You bet your ass. In the '70s, maybe there was a lot of guilt there or maybe everybody was high, but then they woke up 20 years later and went, "Whoops!" Here in the age of incredible corporate greed, I think they're waking up and saying, "Well, maybe we were a little bit hasty."

We gave away the store back then. I don't think we should have done that. And even Congress isn't a good tempering structure anymore. They're beholden to both sides on these things and turn around and kowtow to the studios. So you've got to keep an eye on them every minute. I mean, I'm also disappointed in network news and how they've sensationalized it. Just to be No. 1 in the ratings. That's how they justify it.

Meanwhile, you also had your own fight over “cyber-squatting” and somebody trying to take your name and possibly trying to sell it back to you.

There’s going to be two Web sites, donhenley.com and then Warner Bros. Will have their own, but I had to get lawyers and fight to get these domain names back because somebody had bought them. In some instances, people did the right thing and gave them back to me free of charge—I mean I paid them a small fee, which was what they had paid to register the name. In other cases, people tried to hold me up and tried to extort large sums of money out of me.

And that’s going to be a while issue, too. This whole cyber-squatting thing. Congress has passed some legislation, but I’m not sure it has enough teeth in it. And there’re going to be issues not easily resolved even by legislation. For example, there’s a guy in San Antonio whose name is Don Henley, and he registered the name, and he’s a Vietnam vet  who’s a fundamentalist Christian, and he’s registered his Web site, and it’s all about that.

So people went there expecting it to be me. And he decided, “as a favor to them,” to list a discography of mine and some information about me, thereby muddying the waters even more over whether it was me or not. And some people came away totally confused. He finally put on a very small disclaimer, tiny, that you had to hunt for to find. But he refuses to give up that name, and there’s nothing I can do. It’s not so easily remedied.

And I’m conflicted about my own site. I’ve put my own guts on the records, and I don’t want to feel there’s nothing left that’s my own. I’ll put tour information on it and digital downloads of on-the-road updates and Kerouac-ian camera work. But it’s all new to me. I don’t go online much or use E-Mail, and I’ll let the record company promote my catalog on their site.

Speaking of catalog, how do you feel about your other four solo records, starting in 1982 with “I Can’t Stand Still,” which you made with Danny Kortchmar and Greg Landanyi?

You know, I feel really good about that song I wrote with Kootch, “Lilah.” I got to work with the Chieftains on that, and they hadn’t yet become a really well-known entity in the pop music world at that point, ‘cause we actually recorded the song in ’81. I’m proud of that song.

And I still stand by “Dirty Laundry,” of course, Even though I’m a little weary of it, it still has resonance and truth in it, I think.

And I stand by “Johnny Can’t Read” as well.
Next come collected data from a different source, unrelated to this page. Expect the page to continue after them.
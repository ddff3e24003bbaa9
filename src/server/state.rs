use std::sync::Arc;

use tokio::sync::mpsc;

use crate::database::DatabaseError;

/// Shared request state.
///
/// Holds the database facade and a channel the handlers use to ask the
/// binary to terminate after a fatal database failure.
pub struct AppState<S> {
    pub database: Arc<S>,
    fatal_tx: mpsc::UnboundedSender<String>,
}

impl<S> AppState<S> {
    /// Create the state and the receiving end of the fatal-error channel.
    pub fn new(database: Arc<S>) -> (Self, mpsc::UnboundedReceiver<String>) {
        let (fatal_tx, fatal_rx) = mpsc::unbounded_channel();

        let state = Self { database, fatal_tx };

        (state, fatal_rx)
    }

    /// Ask the process to shut down because of `error`.
    pub fn report_fatal(&self, error: &DatabaseError) {
        // Receiver is gone once shutdown is already underway.
        let _ = self.fatal_tx.send(error.to_string());
    }
}

impl<S> Clone for AppState<S> {
    fn clone(&self) -> Self {
        Self {
            database: self.database.clone(),
            fatal_tx: self.fatal_tx.clone(),
        }
    }
}
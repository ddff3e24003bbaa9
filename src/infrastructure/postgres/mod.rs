//! PostgreSQL persistence module.
//!
//! Provides the connection pool behind the database service facade.

pub mod pool;

pub use pool::PostgresPool;
//! Tests against a real PostgreSQL server.
//!
//! Ignored by default. Run with the `DB_*` variables pointing at a scratch
//! database:
//!
//! ```bash
//! DB_HOST=localhost DB_PORT=5432 DB_USERNAME=postgres DB_PASSWORD=postgres \
//!     DB_DATABASE=postgres cargo test --test postgres_live -- --ignored
//! ```

use sqlx::Row;

use pg_facade::args;
use pg_facade::config::Settings;
use pg_facade::database::{self, DatabaseError, Service};

async fn connect() -> database::PgService {
    let settings = Settings::new().expect("settings should load");
    database::connect(&settings.db)
        .await
        .expect("pool should open")
}

#[tokio::test]
#[ignore = "requires a running PostgreSQL server"]
async fn test_health_against_live_database() {
    let service = connect().await;

    let payload = service.health().await.unwrap();
    assert_eq!(payload["message"], "It's healthy");

    service.close().await.unwrap();
    assert!(service.ping().await.is_err());
}

#[tokio::test]
#[ignore = "requires a running PostgreSQL server"]
async fn test_query_exec_and_transaction() {
    let service = connect().await;

    service
        .exec(
            "CREATE TABLE IF NOT EXISTS facade_items (id BIGINT PRIMARY KEY, name TEXT)",
            &[],
        )
        .await
        .unwrap();
    service.exec("DELETE FROM facade_items", &[]).await.unwrap();

    let result = service
        .exec(
            "INSERT INTO facade_items (id, name) VALUES ($1, $2)",
            &args![1_i64, "first"],
        )
        .await
        .unwrap();
    assert_eq!(result.rows_affected(), 1);

    let rows = service
        .query("SELECT $1::BIGINT + 1 AS next", &args![41_i64])
        .await
        .unwrap();
    assert_eq!(rows[0].get::<i64, _>("next"), 42);

    let mut tx = service.begin().await.unwrap();
    sqlx::query("SELECT 1").execute(&mut *tx).await.unwrap();
    tx.rollback().await.unwrap();

    let result = service.query("SELECT * FROM no_such_table", &[]).await;
    assert!(matches!(result, Err(DatabaseError::Sqlx(_))));

    service.exec("DROP TABLE facade_items", &[]).await.unwrap();
    service.close().await.unwrap();
}
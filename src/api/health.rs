//! Health check endpoint.

use std::collections::HashMap;

use axum::{extract::State, Json};

use crate::database::Service;
use crate::error::AppError;
use crate::server::AppState;

/// `GET /health`
///
/// Returns the facade's health payload. A failed check answers 503 and asks
/// the process to shut down; a service whose database is gone must not keep
/// serving.
pub async fn health<S>(
    State(state): State<AppState<S>>,
) -> Result<Json<HashMap<String, String>>, AppError>
where
    S: Service + 'static,
{
    match state.database.health().await {
        Ok(payload) => Ok(Json(payload)),
        Err(e) => {
            if e.is_fatal() {
                state.report_fatal(&e);
            }
            Err(AppError::Database(e))
        }
    }
}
I’m so frustrated these days with George W. Bush taking credit for reforming the education system in Texas. First of all, it hasn’t been reformed; they just lowered the test criteria. Secondly, to the extent that it has been reformed, it was done by two of the members of the state legislature—Paul Sadler; who’s a Democrat, and Bill Ratliff, who’s a Republican. They’re the guys who greatly improved—I wouldn’t say “fixed”—the Texas education system. Bush let them have pretty much of a free hand, and now he’s taking credit for it. But Johnny still can’t read.

And “The Unclouded Day”—my grandmother, Eula McWhorter, used to sing that song, my mother’s mother. It’s a Protestant spiritual, written in the late 1800s.